コロナも5類に移行され、皆さんの気持ちも前向きに変わりつつあるのではないでしょうか。建中寺では町内、商店街、寺の諸講中の皆さまのご要望にお応えして、2月3日(土)に盛大なる「節分会追儺式(豆撒き)」が行われました。

 ところで節分とは何をする日でしょうか。古く「続日本書紀」に疫鬼払いとしての記述が見られます。邪気を払い、無病息災を願うのが「節分」という行事ですが、豆を撒くようになったのは室町時代とされています。一説には、豆=魔目(鬼の目)を滅ぼすということがあるようです。基本的には炒り豆を使用しますが、これは後から芽が出てこないようにするためと言われています。鬼の目を射るという語呂合わせからきているとも言われています。「まめ」は健康という意味もあるそうです。こうしてじっくり対峙してみると奥深い意味があるのですね。年が改まると共に古い厄を払おうと、豆撒きに出かけてみました。
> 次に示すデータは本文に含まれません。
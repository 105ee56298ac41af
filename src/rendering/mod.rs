pub mod frame_uniform;
pub mod imgui_renderer;
pub mod passes;
pub mod post_process;
pub mod render_common;
pub mod render_object;
pub mod renderer;
pub mod shader_loader;
pub mod text_renderer;
pub mod texture;
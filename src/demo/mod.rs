mod environment;
mod objects;

use glam::{Mat4, Vec2, Vec3};
use rand::{rngs::StdRng, Rng, SeedableRng};

use crate::animation::{AnimationClock, FrameContext};
use crate::camera::OrbitCamera;
use crate::config::SceneConfig;
use crate::interaction::InteractionState;
use crate::overlay::Overlay;
use crate::picking::{HoverTracker, Ray};
use crate::post_processing::{GlitchFrame, PostProcessChain};
use crate::scene_graph::{ObjectId, Scene};

pub use environment::{Environment, Fog, PointLight, MAX_POINT_LIGHTS};

/// Everything the frame loop animates and the renderer draws.
pub struct DemoState {
    pub camera: OrbitCamera,
    pub clock: AnimationClock,
    pub time: f32,
    pub scene: Scene,
    pub environment: Environment,
    pub post_processing: PostProcessChain,
    pub glitch: Option<GlitchFrame>,
    pub interaction: InteractionState,
    pub overlay: Overlay,
    pub label_group: ObjectId,
    hover: HoverTracker,
}

impl DemoState {
    pub fn new(config: &SceneConfig) -> Self {
        Self::with_rng(config, StdRng::from_entropy())
    }

    /// Composes the scene. Draw order follows the order objects are spawned
    /// here.
    pub fn with_rng(config: &SceneConfig, mut rng: StdRng) -> Self {
        let mut scene = Scene::new();

        objects::spawn_stars(&mut scene, config.scene.star_count, &mut rng);
        objects::spawn_grid(&mut scene);
        objects::spawn_orb(&mut scene, "left orb", Vec3::new(-2.0, 2.0, 0.0));
        objects::spawn_orb(&mut scene, "right orb", Vec3::new(2.0, 2.0, 0.0));
        objects::spawn_logo(&mut scene);
        let label_group = objects::spawn_labels(&mut scene, &config.scene.labels);
        objects::spawn_particles(&mut scene, config.scene.particle_count, &mut rng);

        scene.propagate_transforms();

        let glitch_rng = StdRng::seed_from_u64(rng.gen());

        log::info!(
            "Scene composed: {} objects, {} meshes",
            scene.objects.len(),
            scene.meshes.len()
        );

        Self {
            camera: OrbitCamera::new(config.camera.clone()),
            clock: AnimationClock::start(),
            time: 0.0,
            scene,
            environment: Environment::new(),
            post_processing: PostProcessChain::with_rng(&config.post_processing, glitch_rng),
            glitch: None,
            interaction: InteractionState::new(),
            overlay: Overlay::new(config.overlay.clone()),
            label_group,
            hover: HoverTracker::new(),
        }
    }

    /// Advances the scene to `time` seconds.
    pub fn update(&mut self, time: f32, cursor: Option<Vec2>, viewport: Vec2) {
        self.time = time;
        self.camera.update();

        let camera_rotation = self.camera.rotation();
        let scene = &mut self.scene;
        self.interaction.with_hovered(|hovered| {
            scene.animate(&FrameContext {
                time,
                camera_rotation,
                hovered,
            })
        });
        self.scene.propagate_transforms();

        self.pointer_moved(cursor, viewport);

        let glitch = self.post_processing.sample_glitch(time);
        self.glitch = glitch.filter(|_| self.post_processing.glitch_enabled());
    }

    /// Re-runs hit testing for a new cursor position. `None` means the
    /// cursor left the window.
    pub fn pointer_moved(&mut self, cursor: Option<Vec2>, viewport: Vec2) {
        let ray = cursor.and_then(|cursor| {
            Ray::from_screen(cursor, viewport, self.view_proj(viewport).inverse())
        });

        for event in self.hover.update(&self.scene, ray.as_ref()) {
            event.dispatch(&self.interaction);
        }
    }

    pub fn view_proj(&self, viewport: Vec2) -> Mat4 {
        self.camera.view_proj(viewport)
    }
}

#[cfg(test)]
mod tests {
    use super::*;
    use crate::scene_graph::Object3D;

    fn state(seed: u64) -> DemoState {
        DemoState::with_rng(&SceneConfig::default(), StdRng::seed_from_u64(seed))
    }

    fn is_point_cloud(scene: &Scene, object: &Object3D) -> bool {
        object
            .mesh_id
            .and_then(|id| scene.mesh(id))
            .is_some_and(|mesh| mesh.topology == crate::scene_graph::Topology::Points)
    }

    #[test]
    fn composition_order_is_stable() {
        let state = state(1);
        let roots: Vec<_> = state
            .scene
            .objects
            .iter()
            .filter(|(_, object)| object.parent_id.is_none())
            .map(|(_, object)| object.name.as_str())
            .collect();

        assert_eq!(
            roots,
            ["stars", "grid", "left orb", "right orb", "logo", "labels", "particles"]
        );

        let labels = state.scene.get_object(state.label_group).unwrap();
        assert_eq!(labels.child_ids.len(), 7);
    }

    #[test]
    fn two_builds_have_identical_transforms() {
        let a = state(1);
        let b = state(2);

        for ((_, x), (_, y)) in a.scene.objects.iter().zip(b.scene.objects.iter()) {
            assert_eq!(x.name, y.name);
            assert_eq!(*x.transform.world_matrix(), *y.transform.world_matrix());
            assert_eq!(x.material, y.material);

            if !is_point_cloud(&a.scene, x) {
                let mesh_a = x.mesh_id.and_then(|id| a.scene.mesh(id));
                let mesh_b = y.mesh_id.and_then(|id| b.scene.mesh(id));
                assert_eq!(
                    mesh_a.map(|m| &m.vertices),
                    mesh_b.map(|m| &m.vertices)
                );
            }
        }
    }

    #[test]
    fn initial_poses_match_the_layout() {
        let state = state(3);
        let scene = &state.scene;
        let position = |name: &str| {
            scene
                .world_translation(scene.get_object_by_name(name).unwrap())
                .unwrap()
        };

        assert_eq!(position("logo"), Vec3::new(0.0, 4.0, -3.0));
        assert_eq!(position("left orb"), Vec3::new(-2.0, 2.0, 0.0));
        assert_eq!(position("right orb"), Vec3::new(2.0, 2.0, 0.0));
        assert_eq!(position("grid"), Vec3::new(0.0, -2.0, 0.0));
        assert_eq!(position("label 0"), Vec3::new(-2.0, 3.0, -3.0));
        assert_eq!(position("label 6"), Vec3::new(-2.0, 0.0, -3.0));
    }

    #[test]
    fn labels_follow_the_camera_after_update() {
        let mut state = state(4);
        state.camera.rotate(Vec2::new(150.0, -40.0), 720.0);
        for frame in 0..30 {
            state.update(frame as f32 / 60.0, None, Vec2::new(1280.0, 720.0));
        }

        let group = state.scene.get_object(state.label_group).unwrap();
        assert!(group
            .transform
            .rotation()
            .abs_diff_eq(state.camera.rotation(), 1e-5));
    }

    #[test]
    fn logo_at_time_zero() {
        let mut state = state(5);
        state.update(0.0, None, Vec2::new(1280.0, 720.0));

        let logo = state.scene.get_object_by_name("logo").unwrap();
        let logo = state.scene.get_object(logo).unwrap();
        assert_eq!(logo.transform.translation().y, 4.0);
        assert_eq!(logo.transform.rotation_y(), 0.0);
    }

    #[test]
    fn hovering_an_orb_updates_interaction_and_glow() {
        let mut state = state(6);
        let viewport = Vec2::new(1280.0, 720.0);
        state.update(0.0, None, viewport);

        let right = state.scene.get_object_by_name("right orb").unwrap();
        let center = state.scene.world_translation(right).unwrap();
        let clip = state.view_proj(viewport) * center.extend(1.0);
        let ndc = clip.truncate() / clip.w;
        let cursor = Vec2::new(
            (ndc.x * 0.5 + 0.5) * viewport.x,
            (0.5 - ndc.y * 0.5) * viewport.y,
        );

        state.pointer_moved(Some(cursor), viewport);
        assert_eq!(state.interaction.hovered_object().as_deref(), Some("orb"));

        state.update(0.0, Some(cursor), viewport);
        let orb = state.scene.get_object(right).unwrap();
        assert_eq!(orb.material.emissive_intensity, 1.5);

        state.pointer_moved(None, viewport);
        assert_eq!(state.interaction.hovered_object(), None);

        state.update(0.0, None, viewport);
        let orb = state.scene.get_object(right).unwrap();
        assert_eq!(orb.material.emissive_intensity, 0.5);
    }
}
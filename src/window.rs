use std::{sync::Arc, time::Instant};

use anyhow::Context;
use glam::Vec2;
use imgui::{FontConfig, FontSource};
use imgui_winit_support::WinitPlatform;
use winit::{
    application::ApplicationHandler,
    event::{ElementState, Event, KeyEvent, WindowEvent},
    event_loop::{ActiveEventLoop, EventLoop},
    keyboard::{Key, NamedKey},
    window::{Window, WindowId},
};

use crate::{
    config::SceneConfig,
    demo::DemoState,
    engine::{self, DebugPanel, FrameInput},
    input::InputHandler,
    rendering::renderer::Renderer,
};

struct ImguiState {
    context: imgui::Context,
    platform: WinitPlatform,
}

struct App {
    config: SceneConfig,
    demo_state: DemoState,
    input: InputHandler,
    debug_panel: DebugPanel,
    renderer: Option<Renderer>,
    imgui: Option<ImguiState>,
    last_frame: Instant,
}

impl App {
    fn new(config: SceneConfig) -> Self {
        let demo_state = DemoState::new(&config);

        Self {
            config,
            demo_state,
            input: InputHandler::new(),
            debug_panel: DebugPanel::new(),
            renderer: None,
            imgui: None,
            last_frame: Instant::now(),
        }
    }

    fn setup_imgui(window: &Window) -> ImguiState {
        let mut context = imgui::Context::create();
        let mut platform = WinitPlatform::new(&mut context);
        platform.attach_window(
            context.io_mut(),
            window,
            imgui_winit_support::HiDpiMode::Default,
        );

        let font_size = 14.0;
        context.fonts().add_font(&[FontSource::DefaultFontData {
            config: Some(FontConfig {
                oversample_h: 1,
                pixel_snap_h: true,
                size_pixels: font_size,
                ..Default::default()
            }),
        }]);

        // The published imgui INI support is broken
        context.set_ini_filename(None);

        ImguiState { context, platform }
    }

    fn create_renderer(&mut self, event_loop: &ActiveEventLoop) -> anyhow::Result<()> {
        let window_attributes = Window::default_attributes().with_title("holoscene");
        let window = Arc::new(
            event_loop
                .create_window(window_attributes)
                .context("Failed to create window")?,
        );

        let mut imgui = Self::setup_imgui(&window);
        let renderer = pollster::block_on(Renderer::new(
            window.clone(),
            &self.demo_state,
            &self.config,
            &mut imgui.context,
        ))?;

        window.request_redraw();
        self.imgui = Some(imgui);
        self.renderer = Some(renderer);

        Ok(())
    }
}

impl ApplicationHandler for App {
    fn resumed(&mut self, event_loop: &ActiveEventLoop) {
        if self.renderer.is_some() {
            return;
        }

        if let Err(err) = self.create_renderer(event_loop) {
            log::error!("Failed to initialize renderer: {err:?}");
            event_loop.exit();
        }
    }

    fn window_event(&mut self, event_loop: &ActiveEventLoop, window_id: WindowId, event: WindowEvent) {
        let (Some(renderer), Some(imgui)) = (self.renderer.as_mut(), self.imgui.as_mut()) else {
            return;
        };

        let viewport = Vec2::new(renderer.size.width as f32, renderer.size.height as f32);

        match &event {
            WindowEvent::CloseRequested => {
                event_loop.exit();
            }
            WindowEvent::KeyboardInput {
                event:
                    KeyEvent {
                        logical_key,
                        state: ElementState::Pressed,
                        repeat: false,
                        ..
                    },
                ..
            } => match logical_key {
                Key::Named(NamedKey::Escape) => event_loop.exit(),
                Key::Named(NamedKey::F1) => self.debug_panel.toggle(),
                _ => {}
            },
            WindowEvent::Resized(new_size) => {
                renderer.resize(*new_size);
            }
            WindowEvent::RedrawRequested => {
                let now = Instant::now();
                imgui
                    .context
                    .io_mut()
                    .update_delta_time(now - self.last_frame);
                self.last_frame = now;

                if let Err(err) = imgui
                    .platform
                    .prepare_frame(imgui.context.io_mut(), &renderer.window)
                {
                    log::error!("Failed to prepare imgui frame: {err}");
                    event_loop.exit();
                    return;
                }

                let ui = imgui.context.new_frame();

                let frame_input = FrameInput {
                    cursor: self.input.cursor(),
                    viewport,
                };

                if let Err(err) =
                    engine::update(&mut self.demo_state, &mut self.debug_panel, &frame_input, ui)
                {
                    log::error!("Error during engine::update: {err:?}");
                }

                imgui.platform.prepare_render(ui, &renderer.window);

                match renderer.render(&self.demo_state, &mut imgui.context) {
                    Ok(()) => {}
                    Err(wgpu::SurfaceError::Lost | wgpu::SurfaceError::Outdated) => {
                        renderer.resize(renderer.size);
                    }
                    Err(wgpu::SurfaceError::OutOfMemory) => {
                        log::error!("Out of memory");
                        event_loop.exit();
                    }
                    Err(wgpu::SurfaceError::Timeout) => {
                        log::warn!("Timeout");
                    }
                    Err(other) => {
                        log::error!("Unexpected error: {:?}", other);
                    }
                }

                renderer.window.request_redraw();
            }
            _ => {
                let camera = &mut self.demo_state.camera;
                let ui_wants_mouse = imgui.context.io().want_capture_mouse;
                if self
                    .input
                    .handle_event(camera, &event, viewport.y, ui_wants_mouse)
                {
                    self.demo_state.pointer_moved(self.input.cursor(), viewport);
                }
            }
        }

        imgui.platform.handle_event::<()>(
            imgui.context.io_mut(),
            &renderer.window,
            &Event::WindowEvent { window_id, event },
        );
    }
}

pub async fn run(config: SceneConfig) -> anyhow::Result<()> {
    let event_loop = EventLoop::new().context("Failed to create event loop")?;
    let mut app = App::new(config);
    event_loop.run_app(&mut app)?;

    Ok(())
}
 当日は、名古屋が発祥の地と言われる「尾張万歳」も、豆まきの前に本堂で賑やかに繰り広げられました。軽妙な語り口と仕草に大きな笑い声が沸き上がり本堂は明るく和やかな雰囲気に包まれました。ホッとできる空間がそこにはありました。

 そのあとは、敬虔な御祈祷が行われ豆撒きが午前・午後の3回挙行されました。境内には老若男女の方々が集まり「豆撒き」を待ちわびていました。「福はうち!」の掛け声が境内に響き渡ると、晴れ渡る青空に呼応して活気に溢れていました。名古屋市長さんも豆撒きに参加し、市民の皆さんと時間を共有している微笑ましい姿もありました。福豆をキャチする強者、袋を広げて福豆を待つお子さん・・皆さんの熱気に圧倒されて鬼も退散したのではないでしょうか。爽やかな笑顔が印象的でした。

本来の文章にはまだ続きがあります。